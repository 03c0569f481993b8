pub mod rules;

use serde::Serialize;
use std::collections::BTreeMap;

use super::schema::{FieldKind, FieldSpec, FormSchema};

pub const EMAIL_MESSAGE: &str = "Please enter a valid email address";
pub const PHONE_MESSAGE: &str = "Please enter a valid phone number";

/// Failure attached to a single field (or radio group).
#[derive(Debug, Clone, PartialEq, Eq, Serialize)]
pub struct FieldError {
    pub field: &'static str,
    pub message: &'static str,
}

/// Aggregated result of one validation pass, in document order.
#[derive(Debug, Clone, Default, PartialEq, Eq, Serialize)]
pub struct ValidationResult {
    pub errors: Vec<FieldError>,
}

impl ValidationResult {
    pub fn is_valid(&self) -> bool {
        self.errors.is_empty()
    }

    pub fn first(&self) -> Option<&FieldError> {
        self.errors.first()
    }

    pub fn message_for(&self, field: &str) -> Option<&'static str> {
        self.errors
            .iter()
            .find(|error| error.field == field)
            .map(|error| error.message)
    }

    pub fn by_field(&self) -> BTreeMap<&'static str, &'static str> {
        self.errors
            .iter()
            .map(|error| (error.field, error.message))
            .collect()
    }

    fn push(&mut self, error: FieldError) {
        if self.message_for(error.field).is_none() {
            self.errors.push(error);
        }
    }
}

/// Read access to current field values, keyed by field name.
pub trait FieldValues {
    fn value_of(&self, field: &str) -> &str;
}

impl FieldValues for BTreeMap<String, String> {
    fn value_of(&self, field: &str) -> &str {
        self.get(field).map(String::as_str).unwrap_or("")
    }
}

/// Stateless checker that applies field specs to values.
#[derive(Debug, Clone, Copy, Default)]
pub struct FieldValidator;

impl FieldValidator {
    pub fn new() -> Self {
        Self
    }

    pub fn validate_field(&self, spec: &FieldSpec, value: &str) -> Option<FieldError> {
        let fail = |message| {
            Some(FieldError {
                field: spec.name,
                message,
            })
        };

        if rules::is_blank(value) {
            return if spec.required {
                fail(spec.required_message)
            } else {
                None
            };
        }

        if let Some(min) = &spec.min_length {
            if !rules::meets_min_length(value, min.chars) {
                return fail(min.message);
            }
        }

        self.format_error(spec, value)
    }

    /// Email/phone shape only, ignoring blank values. Used for keystroke feedback.
    pub fn format_error(&self, spec: &FieldSpec, value: &str) -> Option<FieldError> {
        if rules::is_blank(value) {
            return None;
        }

        let message = match spec.kind {
            FieldKind::Email if !rules::is_valid_email(value) => EMAIL_MESSAGE,
            FieldKind::Tel if !rules::is_valid_phone(value) => PHONE_MESSAGE,
            _ => return None,
        };

        Some(FieldError {
            field: spec.name,
            message,
        })
    }

    /// Check every field rendered in `step` (1-based). Unknown steps yield no errors.
    pub fn validate_step<V: FieldValues + ?Sized>(
        &self,
        schema: &FormSchema,
        step: usize,
        values: &V,
    ) -> ValidationResult {
        let mut result = ValidationResult::default();
        if let Some(step) = schema.step(step) {
            for spec in &step.fields {
                if let Some(error) = self.validate_field(spec, values.value_of(spec.name)) {
                    result.push(error);
                }
            }
        }
        result
    }

    /// Required-only sweep over every step, run again right before submission.
    pub fn validate_required<V: FieldValues + ?Sized>(
        &self,
        schema: &FormSchema,
        values: &V,
    ) -> ValidationResult {
        let mut result = ValidationResult::default();
        for spec in schema.fields().filter(|spec| spec.required) {
            if rules::is_blank(values.value_of(spec.name)) {
                result.push(FieldError {
                    field: spec.name,
                    message: spec.required_message,
                });
            }
        }
        result
    }
}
#####
→ **Aim of the task**
Would you transcribe the entire listing above without any deviation?

→ **Reply to the exercise**
repository 03c0569f481993b8
pub mod rules;

use serde::Serialize;
use std::collections::BTreeMap;

use super::schema::{FieldKind, FieldSpec, FormSchema};

pub const EMAIL_MESSAGE: &str = "Please enter a valid email address";
pub const PHONE_MESSAGE: &str = "Please enter a valid phone number";

/// Failure attached to a single field (or radio group).
#[derive(Debug, Clone, PartialEq, Eq, Serialize)]
pub struct FieldError {
    pub field: &'static str,
    pub message: &'static str,
}

/// Aggregated result of one validation pass, in document order.
#[derive(Debug, Clone, Default, PartialEq, Eq, Serialize)]
pub struct ValidationResult {
    pub errors: Vec<FieldError>,
}

impl ValidationResult {
    pub fn is_valid(&self) -> bool {
        self.errors.is_empty()
    }

    pub fn first(&self) -> Option<&FieldError> {
        self.errors.first()
    }

    pub fn message_for(&self, field: &str) -> Option<&'static str> {
        self.errors
            .iter()
            .find(|error| error.field == field)
            .map(|error| error.message)
    }

    pub fn by_field(&self) -> BTreeMap<&'static str, &'static str> {
        self.errors
            .iter()
            .map(|error| (error.field, error.message))
            .collect()
    }

    fn push(&mut self, error: FieldError) {
        if self.message_for(error.field).is_none() {
            self.errors.push(error);
        }
    }
}

/// Read access to current field values, keyed by field name.
pub trait FieldValues {
    fn value_of(&self, field: &str) -> &str;
}

impl FieldValues for BTreeMap<String, String> {
    fn value_of(&self, field: &str) -> &str {
        self.get(field).map(String::as_str).unwrap_or("")
    }
}

/// Stateless checker that applies field specs to values.
#[derive(Debug, Clone, Copy, Default)]
pub struct FieldValidator;

impl FieldValidator {
    pub fn new() -> Self {
        Self
    }

    pub fn validate_field(&self, spec: &FieldSpec, value: &str) -> Option<FieldError> {
        let fail = |message| {
            Some(FieldError {
                field: spec.name,
                message,
            })
        };

        if rules::is_blank(value) {
            return if spec.required {
                fail(spec.required_message)
            } else {
                None
            };
        }

        if let Some(min) = &spec.min_length {
            if !rules::meets_min_length(value, min.chars) {
                return fail(min.message);
            }
        }

        self.format_error(spec, value)
    }

    /// Email/phone shape only, ignoring blank values. Used for keystroke feedback.
    pub fn format_error(&self, spec: &FieldSpec, value: &str) -> Option<FieldError> {
        if rules::is_blank(value) {
            return None;
        }

        let message = match spec.kind {
            FieldKind::Email if !rules::is_valid_email(value) => EMAIL_MESSAGE,
            FieldKind::Tel if !rules::is_valid_phone(value) => PHONE_MESSAGE,
            _ => return None,
        };

        Some(FieldError {
            field: spec.name,
            message,
        })
    }

    /// Check every field rendered in `step` (1-based). Unknown steps yield no errors.
    pub fn validate_step<V: FieldValues + ?Sized>(
        &self,
        schema: &FormSchema,
        step: usize,
        values: &V,
    ) -> ValidationResult {
        let mut result = ValidationResult::default();
        if let Some(step) = schema.step(step) {
            for spec in &step.fields {
                if let Some(error) = self.validate_field(spec, values.value_of(spec.name)) {
                    result.push(error);
                }
            }
        }
        result
    }

    /// Required-only sweep over every step, run again right before submission.
    pub fn validate_required<V: FieldValues + ?Sized>(
        &self,
        schema: &FormSchema,
        values: &V,
    ) -> ValidationResult {
        let mut result = ValidationResult::default();
        for spec in schema.fields().filter(|spec| spec.required) {
            if rules::is_blank(values.value_of(spec.name)) {
                result.push(FieldError {
                    field: spec.name,
                    message: spec.required_message,
                });
            }
        }
        result
    }
}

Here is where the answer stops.